## EXERCISE OBJECTIVE
Using the data beneath this instruction, retype only the lines from the one that contains "stored as hundredths" down to the one that contains "pub fn from_decimal(value: f64)", both included, exactly as they appear.

## SUPPLIED INFORMATION
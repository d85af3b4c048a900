//! Test helpers for revenue share client tests
//!
//! `MockLedger` keeps accounts in memory and executes the system, token and
//! revenue share instructions the client sends, atomically per transaction.

#![allow(dead_code)]

pub mod accounts;
pub mod ledger;

pub use accounts::*;
pub use ledger::*;
pub use wallet::*;

use {
    revenue_share_sdk::{
        KeypairWallet, RevenueShareClient, RevenueShareConfig, WalletSession,
    },
    solana_sdk::{pubkey::Pubkey, signature::Keypair},
    std::time::Duration,
};

pub const FEE_PERCENT: f64 = 2.0;

/// Addresses shared by a test
pub struct TestEnv {
    pub program_id: Pubkey,
    pub mint: Pubkey,
    pub platform: Pubkey,
}

impl TestEnv {
    pub fn new() -> Self {
        init_logger();
        Self {
            program_id: Pubkey::new_unique(),
            mint: Pubkey::new_unique(),
            platform: Pubkey::new_unique(),
        }
    }

    pub fn config(&self) -> RevenueShareConfig {
        RevenueShareConfig::new(self.program_id, self.mint, self.platform, FEE_PERCENT)
            .unwrap()
            .with_confirmation(Duration::from_secs(30), Duration::from_millis(400))
    }

    pub fn client(&self) -> RevenueShareClient<MockLedger> {
        RevenueShareClient::new(MockLedger::new(self.program_id), self.config())
    }
}

/// Routes `log` output through the test harness; `RUST_LOG=debug` to see it
pub fn init_logger() {
    let _ = env_logger::builder().is_test(true).try_init();
}

/// Connected session over a fresh keypair
pub async fn connected_session(keypair: Keypair) -> WalletSession<KeypairWallet> {
    let mut session = WalletSession::new(KeypairWallet::new(keypair));
    session.connect().await.unwrap();
    session
}
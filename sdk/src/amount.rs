use std::fmt;

use serde::{Deserialize, Serialize};

use crate::{
    constants::PERCENT_SCALE,
    errors::{Result, RevenueShareError},
};

/// Token amount with two decimal places, stored as hundredths
#[derive(
    Debug, Clone, Copy, Default, PartialEq, Eq, PartialOrd, Ord, Hash, Serialize, Deserialize,
)]
#[serde(transparent)]
pub struct Amount(u64);

impl Amount {
    pub const ZERO: Amount = Amount(0);

    pub const fn from_hundredths(hundredths: u64) -> Self {
        Amount(hundredths)
    }

    pub const fn hundredths(self) -> u64 {
        self.0
    }

    /// Converts a decimal amount, rounding half away from zero at the second decimal
    pub fn from_decimal(value: f64) -> Result<Self> {
        if !value.is_finite() || value < 0.0 {
            return Err(RevenueShareError::InvalidAmount(value.to_string()));
        }
        let scaled = (value * PERCENT_SCALE).round();
        if scaled >= u64::MAX as f64 {
            return Err(RevenueShareError::InvalidAmount(value.to_string()));
        }
        Ok(Amount(scaled as u64))
    }

    pub fn to_decimal(self) -> f64 {
        self.0 as f64 / PERCENT_SCALE
    }

    pub fn is_zero(self) -> bool {
        self.0 == 0
    }

    pub fn checked_add(self, other: Amount) -> Option<Amount> {
        self.0.checked_add(other.0).map(Amount)
    }

    pub fn checked_sub(self, other: Amount) -> Option<Amount> {
        self.0.checked_sub(other.0).map(Amount)
    }

    pub fn saturating_sub(self, other: Amount) -> Amount {
        Amount(self.0.saturating_sub(other.0))
    }
}

impl fmt::Display for Amount {
    fn fmt(&self, f: &mut fmt::Formatter<'_>) -> fmt::Result {
        write!(f, "{}.{:02}", self.0 / 100, self.0 % 100)
    }
}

## WRITTEN ANSWER
/// Token amount with two decimal places, stored as hundredths
#[derive(
    Debug, Clone, Copy, Default, PartialEq, Eq, PartialOrd, Ord, Hash, Serialize, Deserialize,
)]
#[serde(transparent)]
pub struct Amount(u64);

impl Amount {
    pub const ZERO: Amount = Amount(0);

    pub const fn from_hundredths(hundredths: u64) -> Self {
        Amount(hundredths)
    }

    pub const fn hundredths(self) -> u64 {
        self.0
    }

    /// Converts a decimal amount, rounding half away from zero at the second decimal
    pub fn from_decimal(value: f64) -> Result<Self> {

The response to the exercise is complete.